While deep neural networks have achieved remarkable success in various computer vision tasks, they often fail to generalize to new domains and subtle variations of input images. Several defenses have been proposed to improve the robustness against these variations. However, current defenses can only withstand the specific attack used in training, and the models often remain vulnerable to other input variations.

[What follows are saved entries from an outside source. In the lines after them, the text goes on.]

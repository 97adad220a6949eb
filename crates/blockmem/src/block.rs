//! Block arithmetic and the contract shared by segmented containers.
//!
//! A container of logical length `L` split into `B` blocks gives every block
//! room for `L / B + 1` items. The extra item is deliberate padding: it keeps
//! `B * block_length >= L` without a ceiling division and leaves slack for
//! resize. Logical item `i` lives in block `i / block_length` at item offset
//! `i % block_length`, so the concatenation of all blocks, byte for byte, is
//! the logical array followed by padding.

use std::mem::size_of;
use std::ops::Range;
use std::path::Path;

use bytemuck::Pod;

use crate::config::BlockMemoryConfig;
use crate::error::{BlockMemoryError, Result};
use crate::persist;

/// Items per block for `length` items spread over `no_of_blocks` blocks, or
/// `None` if that count does not fit in a `usize`.
///
/// # Panics
///
/// Panics if `no_of_blocks` is zero.
#[inline]
pub fn block_length_for(length: usize, no_of_blocks: usize) -> Option<usize> {
    (length / no_of_blocks).checked_add(1)
}

/// Map a logical item index to `(block_index, item_offset)`.
///
/// # Panics
///
/// Panics if `block_length` is zero.
#[inline]
pub fn locate(index: usize, block_length: usize) -> (usize, usize) {
    (index / block_length, index % block_length)
}

/// Copy the first `total` bytes of the concatenation of `src` blocks into the
/// concatenation of `dst` blocks.
///
/// Both sides are walked once with independent cursors. Each step copies the
/// longest run that stays inside the current source block and the current
/// destination block, then advances whichever side reached its boundary.
///
/// # Panics
///
/// Panics if either side holds fewer than `total` bytes.
pub fn redistribute<S, D>(src: &[S], dst: &mut [D], total: usize)
where
    S: AsRef<[u8]>,
    D: AsMut<[u8]>,
{
    let (mut src_block, mut src_offset) = (0, 0);
    let (mut dst_block, mut dst_offset) = (0, 0);
    let mut copied = 0;

    while copied < total {
        let from = src[src_block].as_ref();
        let to = dst[dst_block].as_mut();

        let run = (from.len() - src_offset)
            .min(to.len() - dst_offset)
            .min(total - copied);
        to[dst_offset..dst_offset + run].copy_from_slice(&from[src_offset..src_offset + run]);
        log::trace!(
            "redistribute: {run} bytes from block {src_block}+{src_offset} to block {dst_block}+{dst_offset}"
        );

        src_offset += run;
        dst_offset += run;
        copied += run;

        if src_offset == from.len() {
            src_block += 1;
            src_offset = 0;
        }
        if dst_offset == to.len() {
            dst_block += 1;
            dst_offset = 0;
        }
    }
}

/// Block/length bookkeeping and typed byte access common to all
/// segmented containers.
///
/// Implementors provide the block storage and the two topology-changing
/// operations; typed accessors and persistence come for free.
pub trait BlockMemory<T: Pod> {
    /// Number of blocks. On an unallocated container this is the block count
    /// the next allocation will use.
    fn no_of_blocks(&self) -> usize;

    /// Number of valid, caller-visible items.
    fn length(&self) -> usize;

    /// Items addressable per block, padding included. Zero when unallocated.
    fn block_length(&self) -> usize;

    /// Configuration this container was built with.
    fn config(&self) -> &BlockMemoryConfig;

    /// Raw bytes of block `block`, padding included.
    ///
    /// # Panics
    ///
    /// Panics if `block >= no_of_blocks()` or the container is unallocated.
    fn block_bytes(&self, block: usize) -> &[u8];

    /// Mutable raw bytes of block `block`, padding included.
    ///
    /// # Panics
    ///
    /// Same as [`block_bytes`](BlockMemory::block_bytes).
    fn block_bytes_mut(&mut self, block: usize) -> &mut [u8];

    /// Change the logical length, preserving the common prefix.
    fn resize(&mut self, length: usize) -> Result<()>;

    /// Change the number of blocks, preserving all logical content.
    fn reshape(&mut self, no_of_blocks: usize) -> Result<()>;

    /// Whether block storage currently exists.
    fn is_allocated(&self) -> bool {
        self.block_length() > 0
    }

    /// `true` if the logical length is zero.
    fn is_empty(&self) -> bool {
        self.length() == 0
    }

    /// Bytes per block, padding included.
    fn block_size(&self) -> usize {
        self.block_length() * size_of::<T>()
    }

    /// Bytes covered by the logical length.
    fn size_in_bytes(&self) -> usize {
        self.length() * size_of::<T>()
    }

    /// Bytes held by all blocks, padding included.
    fn capacity_in_bytes(&self) -> usize {
        if self.is_allocated() {
            self.no_of_blocks() * self.block_size()
        } else {
            0
        }
    }

    /// Map a logical index to `(block_index, item_offset)`.
    ///
    /// # Panics
    ///
    /// Panics if the container is unallocated.
    fn locate(&self, index: usize) -> (usize, usize) {
        locate(index, self.block_length())
    }

    /// Read the bytes starting at item `index` as a `U`.
    ///
    /// The read must fit inside the block holding `index`; it may extend into
    /// that block's padding but never into the next block. The address need
    /// not be aligned for `U`.
    fn get_as<U: Pod>(&self, index: usize) -> Result<U> {
        let (block, range) = typed_span::<T, Self>(self, index, size_of::<U>())?;
        Ok(bytemuck::pod_read_unaligned(&self.block_bytes(block)[range]))
    }

    /// Write `value` over the bytes starting at item `index`.
    ///
    /// Same range rules as [`get_as`](BlockMemory::get_as). On error nothing
    /// is written.
    fn set_as<U: Pod>(&mut self, index: usize, value: U) -> Result<()> {
        let (block, range) = typed_span::<T, Self>(self, index, size_of::<U>())?;
        self.block_bytes_mut(block)[range].copy_from_slice(bytemuck::bytes_of(&value));
        Ok(())
    }

    /// Write the persisted bytes of every block, in block order, to `path`.
    fn save_to_file(&self, path: impl AsRef<Path>) -> Result<()> {
        persist::save_to_file::<T, Self>(self, path.as_ref())
    }

    /// Replace the content with the items stored in `path`, keeping the
    /// current block count.
    fn load_from_file(&mut self, path: impl AsRef<Path>) -> Result<()> {
        let no_of_blocks = self.no_of_blocks();
        persist::load_from_file::<T, Self>(self, path.as_ref(), no_of_blocks)
    }

    /// Replace the content with the items stored in `path`, spread over
    /// `no_of_blocks` blocks.
    fn load_from_file_with_blocks(
        &mut self,
        path: impl AsRef<Path>,
        no_of_blocks: usize,
    ) -> Result<()> {
        persist::load_from_file::<T, Self>(self, path.as_ref(), no_of_blocks)
    }

    /// Hex rendering of the persisted bytes.
    fn to_hex(&self) -> String {
        persist::to_hex::<T, Self>(self)
    }

    /// Write [`to_hex`](BlockMemory::to_hex) to `path`.
    fn save_to_hex_file(&self, path: impl AsRef<Path>) -> Result<()> {
        persist::save_to_hex_file::<T, Self>(self, path.as_ref())
    }

    /// Hex counterpart of [`load_from_file`](BlockMemory::load_from_file).
    fn load_from_hex_file(&mut self, path: impl AsRef<Path>) -> Result<()> {
        let no_of_blocks = self.no_of_blocks();
        persist::load_from_hex_file::<T, Self>(self, path.as_ref(), no_of_blocks)
    }

    /// Hex counterpart of
    /// [`load_from_file_with_blocks`](BlockMemory::load_from_file_with_blocks).
    fn load_from_hex_file_with_blocks(
        &mut self,
        path: impl AsRef<Path>,
        no_of_blocks: usize,
    ) -> Result<()> {
        persist::load_from_hex_file::<T, Self>(self, path.as_ref(), no_of_blocks)
    }
}

/// Block index and byte range for a `size`-byte typed access at item `index`.
fn typed_span<T, M>(mem: &M, index: usize, size: usize) -> Result<(usize, Range<usize>)>
where
    T: Pod,
    M: BlockMemory<T> + ?Sized,
{
    if index >= mem.length() {
        return Err(BlockMemoryError::OutOfRange {
            index,
            size,
            available: 0,
        });
    }
    let (block, offset) = mem.locate(index);
    let start = offset * size_of::<T>();
    let available = mem.block_size() - start;
    if available < size {
        return Err(BlockMemoryError::OutOfRange {
            index,
            size,
            available,
        });
    }
    Ok((block, start..start + size))
}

Moreover, these methods often degrade performance of the model on clean images and do not generalize to out-of-domain samples. In this paper we present Generative Adversarial Training, an approach to simultaneously improve the model's generalization to the test set and out-of-domain samples as well as its robustness to unseen adversarial attacks. Instead of altering a low-level pre-defined aspect of images, we generate a spectrum of low-level, mid-level and high-level changes using generative models with a disentangled latent space. Adversarial training with these examples enable the model to withstand a wide range of attacks by observing a variety of input alterations during training. We show that our approach not only improves performance of the model on clean images and out-of-domain samples but also makes it robust against unforeseen attacks and outperforms prior work. We validate effectiveness of our method by demonstrating results on various tasks such as classification, segmentation and object detection.